Content starts

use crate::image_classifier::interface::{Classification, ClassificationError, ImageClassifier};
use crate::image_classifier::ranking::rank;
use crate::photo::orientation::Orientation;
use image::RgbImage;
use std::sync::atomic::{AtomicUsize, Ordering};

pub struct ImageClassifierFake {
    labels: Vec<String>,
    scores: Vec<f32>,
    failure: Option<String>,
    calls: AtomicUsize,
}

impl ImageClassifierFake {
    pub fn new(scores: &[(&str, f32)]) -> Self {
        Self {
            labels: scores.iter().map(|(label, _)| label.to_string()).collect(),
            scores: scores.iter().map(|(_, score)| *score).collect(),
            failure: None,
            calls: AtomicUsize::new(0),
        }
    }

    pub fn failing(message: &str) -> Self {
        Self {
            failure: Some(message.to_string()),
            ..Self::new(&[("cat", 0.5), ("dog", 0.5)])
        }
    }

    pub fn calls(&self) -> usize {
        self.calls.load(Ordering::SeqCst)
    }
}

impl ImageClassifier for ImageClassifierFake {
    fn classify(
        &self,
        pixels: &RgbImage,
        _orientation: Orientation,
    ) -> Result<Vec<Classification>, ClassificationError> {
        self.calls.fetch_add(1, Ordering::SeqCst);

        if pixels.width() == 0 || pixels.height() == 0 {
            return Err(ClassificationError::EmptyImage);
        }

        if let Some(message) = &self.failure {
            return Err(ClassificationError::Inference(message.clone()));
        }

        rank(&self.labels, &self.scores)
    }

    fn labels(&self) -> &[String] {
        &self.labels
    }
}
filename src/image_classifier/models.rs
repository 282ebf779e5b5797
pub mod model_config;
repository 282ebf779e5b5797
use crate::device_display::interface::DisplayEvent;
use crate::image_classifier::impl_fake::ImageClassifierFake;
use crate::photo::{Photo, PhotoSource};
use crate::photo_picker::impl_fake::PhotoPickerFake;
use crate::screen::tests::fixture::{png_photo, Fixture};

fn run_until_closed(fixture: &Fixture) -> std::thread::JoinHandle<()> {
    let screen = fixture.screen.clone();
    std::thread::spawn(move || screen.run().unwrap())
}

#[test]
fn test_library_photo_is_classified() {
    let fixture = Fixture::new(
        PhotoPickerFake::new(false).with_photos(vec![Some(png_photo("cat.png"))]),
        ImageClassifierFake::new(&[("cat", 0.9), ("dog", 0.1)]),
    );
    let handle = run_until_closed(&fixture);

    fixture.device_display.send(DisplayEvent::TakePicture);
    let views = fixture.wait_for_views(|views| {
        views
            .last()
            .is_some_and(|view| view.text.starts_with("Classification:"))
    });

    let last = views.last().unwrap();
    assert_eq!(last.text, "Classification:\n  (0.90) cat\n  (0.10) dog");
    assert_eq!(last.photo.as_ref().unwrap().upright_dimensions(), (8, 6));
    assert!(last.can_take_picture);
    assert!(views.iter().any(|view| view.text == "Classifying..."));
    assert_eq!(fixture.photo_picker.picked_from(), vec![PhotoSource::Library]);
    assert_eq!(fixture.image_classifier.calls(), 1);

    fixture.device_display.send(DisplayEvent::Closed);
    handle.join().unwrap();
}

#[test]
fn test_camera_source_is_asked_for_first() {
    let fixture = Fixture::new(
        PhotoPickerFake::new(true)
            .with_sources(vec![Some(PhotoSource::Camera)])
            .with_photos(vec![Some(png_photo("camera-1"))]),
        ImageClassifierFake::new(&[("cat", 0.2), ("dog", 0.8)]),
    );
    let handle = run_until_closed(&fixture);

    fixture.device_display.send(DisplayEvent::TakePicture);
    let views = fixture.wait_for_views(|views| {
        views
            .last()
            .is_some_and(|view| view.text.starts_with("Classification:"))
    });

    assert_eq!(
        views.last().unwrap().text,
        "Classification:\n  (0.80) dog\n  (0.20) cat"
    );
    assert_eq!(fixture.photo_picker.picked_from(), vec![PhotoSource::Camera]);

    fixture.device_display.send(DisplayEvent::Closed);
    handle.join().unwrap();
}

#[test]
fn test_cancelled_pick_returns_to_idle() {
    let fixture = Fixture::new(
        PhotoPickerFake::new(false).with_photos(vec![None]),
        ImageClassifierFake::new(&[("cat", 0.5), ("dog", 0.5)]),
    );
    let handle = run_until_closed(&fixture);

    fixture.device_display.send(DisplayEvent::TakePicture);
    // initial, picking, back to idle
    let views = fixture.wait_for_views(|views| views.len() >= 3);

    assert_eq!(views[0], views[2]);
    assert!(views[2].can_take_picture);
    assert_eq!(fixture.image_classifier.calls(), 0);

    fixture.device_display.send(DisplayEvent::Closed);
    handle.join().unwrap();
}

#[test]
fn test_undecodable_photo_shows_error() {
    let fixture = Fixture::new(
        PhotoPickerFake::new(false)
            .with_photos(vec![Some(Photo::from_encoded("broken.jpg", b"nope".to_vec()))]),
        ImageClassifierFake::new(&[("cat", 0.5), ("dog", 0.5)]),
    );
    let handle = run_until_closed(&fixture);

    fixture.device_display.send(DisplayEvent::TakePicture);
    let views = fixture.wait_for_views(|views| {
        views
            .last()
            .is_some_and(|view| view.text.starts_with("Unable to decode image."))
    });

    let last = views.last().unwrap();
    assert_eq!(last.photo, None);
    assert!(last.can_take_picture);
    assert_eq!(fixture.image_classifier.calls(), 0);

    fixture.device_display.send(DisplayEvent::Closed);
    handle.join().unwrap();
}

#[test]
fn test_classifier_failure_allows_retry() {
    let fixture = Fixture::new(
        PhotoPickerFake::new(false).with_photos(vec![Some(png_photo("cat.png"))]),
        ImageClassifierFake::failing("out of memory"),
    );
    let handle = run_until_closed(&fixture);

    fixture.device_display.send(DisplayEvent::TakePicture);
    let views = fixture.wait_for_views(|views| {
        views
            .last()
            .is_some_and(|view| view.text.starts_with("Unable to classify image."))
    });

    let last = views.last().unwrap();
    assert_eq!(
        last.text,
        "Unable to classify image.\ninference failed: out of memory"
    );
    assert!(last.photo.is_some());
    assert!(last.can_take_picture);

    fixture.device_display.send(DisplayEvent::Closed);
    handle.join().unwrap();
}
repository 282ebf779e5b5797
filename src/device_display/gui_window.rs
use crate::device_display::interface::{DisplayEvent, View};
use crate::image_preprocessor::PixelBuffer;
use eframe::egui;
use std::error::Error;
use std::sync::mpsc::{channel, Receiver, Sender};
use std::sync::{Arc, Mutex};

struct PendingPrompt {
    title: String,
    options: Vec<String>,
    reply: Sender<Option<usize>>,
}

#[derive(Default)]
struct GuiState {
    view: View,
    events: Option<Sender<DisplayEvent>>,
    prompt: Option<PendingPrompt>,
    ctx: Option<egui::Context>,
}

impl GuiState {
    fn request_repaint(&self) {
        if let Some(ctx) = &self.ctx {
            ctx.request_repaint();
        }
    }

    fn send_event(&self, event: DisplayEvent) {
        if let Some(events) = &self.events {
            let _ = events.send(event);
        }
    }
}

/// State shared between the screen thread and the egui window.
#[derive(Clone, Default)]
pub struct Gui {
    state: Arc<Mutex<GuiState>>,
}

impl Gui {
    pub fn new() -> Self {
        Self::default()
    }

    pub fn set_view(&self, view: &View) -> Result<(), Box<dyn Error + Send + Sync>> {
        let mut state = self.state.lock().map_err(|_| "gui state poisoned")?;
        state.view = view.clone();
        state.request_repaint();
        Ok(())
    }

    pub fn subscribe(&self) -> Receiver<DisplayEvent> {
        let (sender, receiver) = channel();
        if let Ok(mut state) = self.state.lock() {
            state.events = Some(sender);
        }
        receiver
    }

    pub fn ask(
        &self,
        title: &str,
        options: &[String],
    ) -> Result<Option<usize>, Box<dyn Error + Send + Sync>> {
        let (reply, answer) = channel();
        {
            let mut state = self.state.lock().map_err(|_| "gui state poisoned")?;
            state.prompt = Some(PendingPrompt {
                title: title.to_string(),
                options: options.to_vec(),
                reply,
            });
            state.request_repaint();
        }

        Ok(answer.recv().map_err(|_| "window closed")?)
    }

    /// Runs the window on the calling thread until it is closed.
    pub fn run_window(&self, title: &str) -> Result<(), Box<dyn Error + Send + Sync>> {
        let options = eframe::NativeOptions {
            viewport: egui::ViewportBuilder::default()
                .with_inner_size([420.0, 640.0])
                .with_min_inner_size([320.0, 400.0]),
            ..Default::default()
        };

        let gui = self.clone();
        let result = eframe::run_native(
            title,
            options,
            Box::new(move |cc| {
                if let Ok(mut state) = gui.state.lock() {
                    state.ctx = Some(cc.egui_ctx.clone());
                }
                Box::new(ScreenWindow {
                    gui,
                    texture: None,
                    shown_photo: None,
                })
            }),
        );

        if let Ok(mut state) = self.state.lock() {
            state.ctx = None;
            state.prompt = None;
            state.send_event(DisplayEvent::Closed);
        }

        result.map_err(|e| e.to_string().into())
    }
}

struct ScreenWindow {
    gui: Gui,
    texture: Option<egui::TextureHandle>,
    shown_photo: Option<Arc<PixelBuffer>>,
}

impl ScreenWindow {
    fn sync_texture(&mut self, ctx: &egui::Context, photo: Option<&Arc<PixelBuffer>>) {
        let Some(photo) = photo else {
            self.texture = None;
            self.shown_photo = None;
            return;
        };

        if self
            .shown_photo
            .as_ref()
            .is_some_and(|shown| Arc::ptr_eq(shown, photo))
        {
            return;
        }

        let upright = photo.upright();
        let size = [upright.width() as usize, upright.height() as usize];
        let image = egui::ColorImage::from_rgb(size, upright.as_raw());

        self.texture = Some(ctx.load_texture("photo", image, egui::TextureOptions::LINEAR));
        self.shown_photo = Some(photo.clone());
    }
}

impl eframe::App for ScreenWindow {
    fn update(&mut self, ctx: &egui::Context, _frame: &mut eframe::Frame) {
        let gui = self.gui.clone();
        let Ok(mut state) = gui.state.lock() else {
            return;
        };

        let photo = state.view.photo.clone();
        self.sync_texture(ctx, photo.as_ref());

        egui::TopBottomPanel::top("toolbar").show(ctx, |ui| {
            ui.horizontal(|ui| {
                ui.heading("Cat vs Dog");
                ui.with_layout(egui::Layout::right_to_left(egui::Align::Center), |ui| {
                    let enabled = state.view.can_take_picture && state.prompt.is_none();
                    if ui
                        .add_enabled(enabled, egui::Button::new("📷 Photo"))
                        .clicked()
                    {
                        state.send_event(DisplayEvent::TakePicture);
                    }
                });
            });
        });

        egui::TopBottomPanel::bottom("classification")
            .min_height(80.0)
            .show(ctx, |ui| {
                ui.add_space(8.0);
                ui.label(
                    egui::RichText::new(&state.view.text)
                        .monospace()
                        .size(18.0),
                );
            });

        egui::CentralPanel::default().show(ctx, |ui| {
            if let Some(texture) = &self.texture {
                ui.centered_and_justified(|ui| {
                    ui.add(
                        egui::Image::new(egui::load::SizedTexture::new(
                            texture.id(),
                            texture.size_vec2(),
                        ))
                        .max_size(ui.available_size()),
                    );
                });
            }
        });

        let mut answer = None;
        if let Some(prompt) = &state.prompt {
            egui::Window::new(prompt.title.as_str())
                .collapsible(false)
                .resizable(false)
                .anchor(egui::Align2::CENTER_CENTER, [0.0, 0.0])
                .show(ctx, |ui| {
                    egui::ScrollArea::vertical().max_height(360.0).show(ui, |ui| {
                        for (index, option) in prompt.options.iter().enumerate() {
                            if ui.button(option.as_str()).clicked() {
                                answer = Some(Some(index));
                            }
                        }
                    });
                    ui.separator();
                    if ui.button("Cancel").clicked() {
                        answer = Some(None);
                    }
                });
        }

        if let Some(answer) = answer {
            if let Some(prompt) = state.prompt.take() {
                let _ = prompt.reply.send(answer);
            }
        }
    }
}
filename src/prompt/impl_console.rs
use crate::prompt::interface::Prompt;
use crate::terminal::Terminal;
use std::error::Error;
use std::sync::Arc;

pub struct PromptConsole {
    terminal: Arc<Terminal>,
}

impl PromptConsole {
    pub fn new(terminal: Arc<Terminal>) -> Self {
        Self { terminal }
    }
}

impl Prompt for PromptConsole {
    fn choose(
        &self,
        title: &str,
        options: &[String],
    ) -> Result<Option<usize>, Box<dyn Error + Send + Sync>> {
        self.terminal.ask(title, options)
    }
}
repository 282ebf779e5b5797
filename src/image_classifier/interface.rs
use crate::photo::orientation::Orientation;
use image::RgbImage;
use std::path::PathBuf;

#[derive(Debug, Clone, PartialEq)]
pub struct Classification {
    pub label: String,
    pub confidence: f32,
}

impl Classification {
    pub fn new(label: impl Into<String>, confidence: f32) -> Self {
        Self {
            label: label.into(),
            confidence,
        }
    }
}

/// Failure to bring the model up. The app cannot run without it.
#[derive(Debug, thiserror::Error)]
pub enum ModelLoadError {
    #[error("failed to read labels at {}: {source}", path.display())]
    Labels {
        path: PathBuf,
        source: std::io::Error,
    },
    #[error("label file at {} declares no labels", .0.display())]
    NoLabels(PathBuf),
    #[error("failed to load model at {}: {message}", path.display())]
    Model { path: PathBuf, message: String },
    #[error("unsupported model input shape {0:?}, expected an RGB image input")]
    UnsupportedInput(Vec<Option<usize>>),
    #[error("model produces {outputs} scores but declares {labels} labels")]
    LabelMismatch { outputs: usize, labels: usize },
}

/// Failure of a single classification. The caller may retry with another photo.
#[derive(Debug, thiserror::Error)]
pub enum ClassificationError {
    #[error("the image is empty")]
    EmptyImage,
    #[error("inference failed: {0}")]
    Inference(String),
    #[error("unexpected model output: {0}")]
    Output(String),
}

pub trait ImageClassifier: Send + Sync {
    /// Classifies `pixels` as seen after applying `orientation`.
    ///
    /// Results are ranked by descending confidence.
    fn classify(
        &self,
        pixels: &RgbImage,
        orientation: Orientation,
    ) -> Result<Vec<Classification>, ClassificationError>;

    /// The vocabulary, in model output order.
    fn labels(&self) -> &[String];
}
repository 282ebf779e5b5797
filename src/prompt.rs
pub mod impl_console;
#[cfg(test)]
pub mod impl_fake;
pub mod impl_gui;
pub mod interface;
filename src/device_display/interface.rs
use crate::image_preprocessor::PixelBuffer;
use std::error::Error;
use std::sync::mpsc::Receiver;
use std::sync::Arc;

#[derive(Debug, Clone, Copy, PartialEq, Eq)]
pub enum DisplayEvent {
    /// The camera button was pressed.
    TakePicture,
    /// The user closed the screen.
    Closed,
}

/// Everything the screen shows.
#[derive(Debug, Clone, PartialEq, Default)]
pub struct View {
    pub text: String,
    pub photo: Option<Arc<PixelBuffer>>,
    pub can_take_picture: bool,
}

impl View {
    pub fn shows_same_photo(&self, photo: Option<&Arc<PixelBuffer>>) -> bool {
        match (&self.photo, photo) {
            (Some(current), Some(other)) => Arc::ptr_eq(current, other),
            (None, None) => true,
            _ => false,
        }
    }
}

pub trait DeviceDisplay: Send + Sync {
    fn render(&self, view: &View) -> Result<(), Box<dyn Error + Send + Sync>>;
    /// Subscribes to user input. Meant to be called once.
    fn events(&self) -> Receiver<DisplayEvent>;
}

Content ends

* _Your task_:
Report each line of the material above where the word "iter" appears.

* _Response for this exercise_:
            labels: scores.iter().map(|(label, _)| label.to_string()).collect(),
            scores: scores.iter().map(|(_, score)| *score).collect(),
    assert!(views.iter().any(|view| view.text == "Classifying..."));
                        for (index, option) in prompt.options.iter().enumerate() {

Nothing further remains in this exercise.